▸ WHAT YOU ARE ASKED TO DO
Scan the data below for the string "Some". Copy every line where it appears.

================================

//! Start challenge use case - creates the (user, challenge) progress record.

use std::sync::Arc;

use cookflow_domain::{ChallengeId, ChallengeProgress, UserId};

use super::types::ProgressSummary;
use super::ProgressError;
use crate::infrastructure::ports::{ChallengeRepo, ClockPort, ProgressRepo, RepoError};

/// Result of starting a challenge.
#[derive(Debug, Clone)]
pub struct StartOutcome {
    pub progress: ProgressSummary,
    /// False when the user had already started this challenge.
    pub created: bool,
}

/// Starts a challenge for a user.
///
/// Idempotent: a second start returns the existing record untouched. Two
/// concurrent first starts are resolved by the store's unique index; the loser
/// re-reads the winner's record.
pub struct StartChallenge {
    progress_repo: Arc<dyn ProgressRepo>,
    challenge_repo: Arc<dyn ChallengeRepo>,
    clock: Arc<dyn ClockPort>,
}

impl StartChallenge {
    pub fn new(
        progress_repo: Arc<dyn ProgressRepo>,
        challenge_repo: Arc<dyn ChallengeRepo>,
        clock: Arc<dyn ClockPort>,
    ) -> Self {
        Self {
            progress_repo,
            challenge_repo,
            clock,
        }
    }

    pub async fn execute(
        &self,
        user_id: UserId,
        challenge_id: ChallengeId,
    ) -> Result<StartOutcome, ProgressError> {
        let challenge = self
            .challenge_repo
            .get(challenge_id)
            .await?
            .ok_or(ProgressError::ChallengeNotFound(challenge_id))?;

        if let Some(existing) = self.progress_repo.find(user_id, challenge_id).await? {
            return Ok(StartOutcome {
                progress: ProgressSummary::new(&existing, &challenge),
                created: false,
            });
        }

        let progress = ChallengeProgress::start(user_id, challenge_id, self.clock.now());
        match self.progress_repo.insert(&progress).await {
            Ok(()) => {
                tracing::info!(
                    user_id = %user_id,
                    challenge_id = %challenge_id,
                    "Challenge started"
                );
                Ok(StartOutcome {
                    progress: ProgressSummary::new(&progress, &challenge),
                    created: true,
                })
            }
            Err(e) if e.is_unique_violation() => {
                tracing::debug!(
                    user_id = %user_id,
                    challenge_id = %challenge_id,
                    "Concurrent start detected, returning existing record"
                );
                let existing = self
                    .progress_repo
                    .find(user_id, challenge_id)
                    .await?
                    .ok_or_else(|| RepoError::not_found("ChallengeProgress", challenge_id))?;
                Ok(StartOutcome {
                    progress: ProgressSummary::new(&existing, &challenge),
                    created: false,
                })
            }
            Err(e) => Err(e.into()),
        }
    }
}

#[cfg(test)]
mod tests {
    use super::*;
    use crate::infrastructure::clock::FixedClock;
    use crate::infrastructure::ports::{
        MockChallengeRepo, MockClockPort, MockProgressRepo, ProgressChange,
    };
    use crate::infrastructure::sqlite::{SqliteChallengeRepo, SqliteProgressRepo};
    use crate::test_fixtures::{t0, TestDb};
    use chrono::Duration;
    use cookflow_domain::{Challenge, ProgressId};
    use mockall::predicate::*;

    fn challenge_repo_with(challenge: Challenge) -> MockChallengeRepo {
        let mut repo = MockChallengeRepo::new();
        let id = challenge.id();
        repo.expect_get()
            .with(eq(id))
            .returning(move |_| Ok(Some(challenge.clone())));
        repo
    }

    #[tokio::test]
    async fn unknown_challenge_is_not_found() {
        let mut challenge_repo = MockChallengeRepo::new();
        challenge_repo.expect_get().returning(|_| Ok(None));
        // No progress lookups expected
        let progress_repo = MockProgressRepo::new();
        let clock = MockClockPort::new();

        let use_case = StartChallenge::new(
            Arc::new(progress_repo),
            Arc::new(challenge_repo),
            Arc::new(clock),
        );

        let challenge_id = ChallengeId::new();
        let err = use_case
            .execute(UserId::new(), challenge_id)
            .await
            .unwrap_err();

        assert!(matches!(err, ProgressError::ChallengeNotFound(id) if id == challenge_id));
    }

    #[tokio::test]
    async fn creates_empty_record_stamped_with_clock() {
        let challenge = Challenge::new("Warm-up").with_target_count(2);
        let challenge_id = challenge.id();
        let user_id = UserId::new();
        let mut progress_repo = MockProgressRepo::new();
        let mut clock = MockClockPort::new();

        progress_repo
            .expect_find()
            .with(eq(user_id), eq(challenge_id))
            .returning(|_, _| Ok(None));
        progress_repo
            .expect_insert()
            .withf(move |p| {
                p.user_id() == user_id
                    && p.challenge_id() == challenge_id
                    && p.completed_count() == 0
                    && p.started_at() == t0()
                    && p.completed_at().is_none()
            })
            .times(1)
            .returning(|_| Ok(()));
        clock.expect_now().returning(t0);

        let use_case = StartChallenge::new(
            Arc::new(progress_repo),
            Arc::new(challenge_repo_with(challenge)),
            Arc::new(clock),
        );

        let outcome = use_case.execute(user_id, challenge_id).await.unwrap();

        assert!(outcome.created);
        assert_eq!(outcome.progress.started_at, t0());
        assert_eq!(outcome.progress.completed_count, 0);
    }

    #[tokio::test]
    async fn existing_record_is_returned_unchanged() {
        let challenge = Challenge::new("Warm-up").with_target_count(5);
        let challenge_id = challenge.id();
        let user_id = UserId::new();
        let existing = ChallengeProgress::restore(
            ProgressId::new(),
            user_id,
            challenge_id,
            3,
            t0(),
            None,
        );
        let mut progress_repo = MockProgressRepo::new();
        progress_repo
            .expect_find()
            .returning(move |_, _| Ok(Some(existing.clone())));
        // No insert, no clock read
        let clock = MockClockPort::new();

        let use_case = StartChallenge::new(
            Arc::new(progress_repo),
            Arc::new(challenge_repo_with(challenge)),
            Arc::new(clock),
        );

        let outcome = use_case.execute(user_id, challenge_id).await.unwrap();

        assert!(!outcome.created);
        assert_eq!(outcome.progress.completed_count, 3);
        assert_eq!(outcome.progress.started_at, t0());
    }

    #[tokio::test]
    async fn lost_insert_race_returns_winners_record() {
        let challenge = Challenge::new("Warm-up");
        let challenge_id = challenge.id();
        let user_id = UserId::new();
        let winner = ChallengeProgress::restore(
            ProgressId::new(),
            user_id,
            challenge_id,
            0,
            t0() - Duration::seconds(1),
            None,
        );
        let winner_id = winner.id();

        let mut progress_repo = MockProgressRepo::new();
        let mut seq = mockall::Sequence::new();
        progress_repo
            .expect_find()
            .times(1)
            .in_sequence(&mut seq)
            .returning(|_, _| Ok(None));
        progress_repo
            .expect_insert()
            .times(1)
            .in_sequence(&mut seq)
            .returning(|_| {
                Err(RepoError::unique_violation(
                    "insert_progress",
                    "UNIQUE constraint failed",
                ))
            });
        progress_repo
            .expect_find()
            .times(1)
            .in_sequence(&mut seq)
            .returning(move |_, _| Ok(Some(winner.clone())));
        let mut clock = MockClockPort::new();
        clock.expect_now().returning(t0);

        let use_case = StartChallenge::new(
            Arc::new(progress_repo),
            Arc::new(challenge_repo_with(challenge)),
            Arc::new(clock),
        );

        let outcome = use_case.execute(user_id, challenge_id).await.unwrap();

        assert!(!outcome.created);
        assert_eq!(outcome.progress.id, winner_id);
    }

    #[tokio::test]
    async fn storage_failure_propagates() {
        let challenge = Challenge::new("Warm-up");
        let challenge_id = challenge.id();
        let mut progress_repo = MockProgressRepo::new();
        progress_repo
            .expect_find()
            .returning(|_, _| Err(RepoError::database("find_progress", "disk I/O error")));
        let clock = MockClockPort::new();

        let use_case = StartChallenge::new(
            Arc::new(progress_repo),
            Arc::new(challenge_repo_with(challenge)),
            Arc::new(clock),
        );

        let err = use_case
            .execute(UserId::new(), challenge_id)
            .await
            .unwrap_err();

        assert!(matches!(err, ProgressError::Repo(RepoError::Database { .. })));
    }

    #[tokio::test]
    async fn second_start_keeps_start_time_and_count() {
        let db = TestDb::new().await;
        let user = db.user("cook@example.com").await;
        let challenge = db.challenge(Challenge::new("Any").with_target_count(5)).await;
        let progress_repo = Arc::new(SqliteProgressRepo::new(db.pool.clone()));
        let challenge_repo = Arc::new(SqliteChallengeRepo::new(db.pool.clone()));

        let first = StartChallenge::new(
            progress_repo.clone(),
            challenge_repo.clone(),
            Arc::new(FixedClock(t0())),
        )
        .execute(user, challenge.id())
        .await
        .unwrap();

        let mut bumped = progress_repo
            .find(user, challenge.id())
            .await
            .unwrap()
            .unwrap();
        bumped
            .apply_update(&challenge, cookflow_domain::ProgressUpdate::Delta(2), t0())
            .unwrap();
        progress_repo
            .update(&ProgressChange {
                expected_count: 0,
                progress: bumped,
            })
            .await
            .unwrap();

        let second = StartChallenge::new(
            progress_repo,
            challenge_repo,
            Arc::new(FixedClock(t0() + Duration::days(1))),
        )
        .execute(user, challenge.id())
        .await
        .unwrap();

        assert!(first.created);
        assert!(!second.created);
        assert_eq!(second.progress.id, first.progress.id);
        assert_eq!(second.progress.started_at, t0());
        assert_eq!(second.progress.completed_count, 2);
    }

    #[tokio::test]
    async fn concurrent_starts_create_exactly_one_record() {
        const STARTS: usize = 8;

        let db = TestDb::new().await;
        let user = db.user("cook@example.com").await;
        let challenge = db.challenge(Challenge::new("Any")).await;
        let use_case = Arc::new(StartChallenge::new(
            Arc::new(SqliteProgressRepo::new(db.pool.clone())),
            Arc::new(SqliteChallengeRepo::new(db.pool.clone())),
            Arc::new(FixedClock(t0())),
        ));

        let handles: Vec<_> = (0..STARTS)
            .map(|_| {
                let use_case = use_case.clone();
                let challenge_id = challenge.id();
                tokio::spawn(async move { use_case.execute(user, challenge_id).await })
            })
            .collect();

        let mut outcomes = Vec::with_capacity(STARTS);
        for handle in handles {
            outcomes.push(handle.await.unwrap().unwrap());
        }

        let created = outcomes.iter().filter(|o| o.created).count();
        let first_id = outcomes[0].progress.id;
        assert_eq!(created, 1);
        assert!(outcomes.iter().all(|o| o.progress.id == first_id));

        let rows: i64 = sqlx::query_scalar("SELECT COUNT(*) FROM challenge_progress")
            .fetch_one(&db.pool)
            .await
            .unwrap();
        assert_eq!(rows, 1);
    }
}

================================

▸ OUTPUT OF THE TASK
        if let Some(existing) = self.progress_repo.find(user_id, challenge_id).await? {
            .returning(move |_| Ok(Some(challenge.clone())));
            .returning(move |_, _| Ok(Some(existing.clone())));
            .returning(move |_, _| Ok(Some(winner.clone())));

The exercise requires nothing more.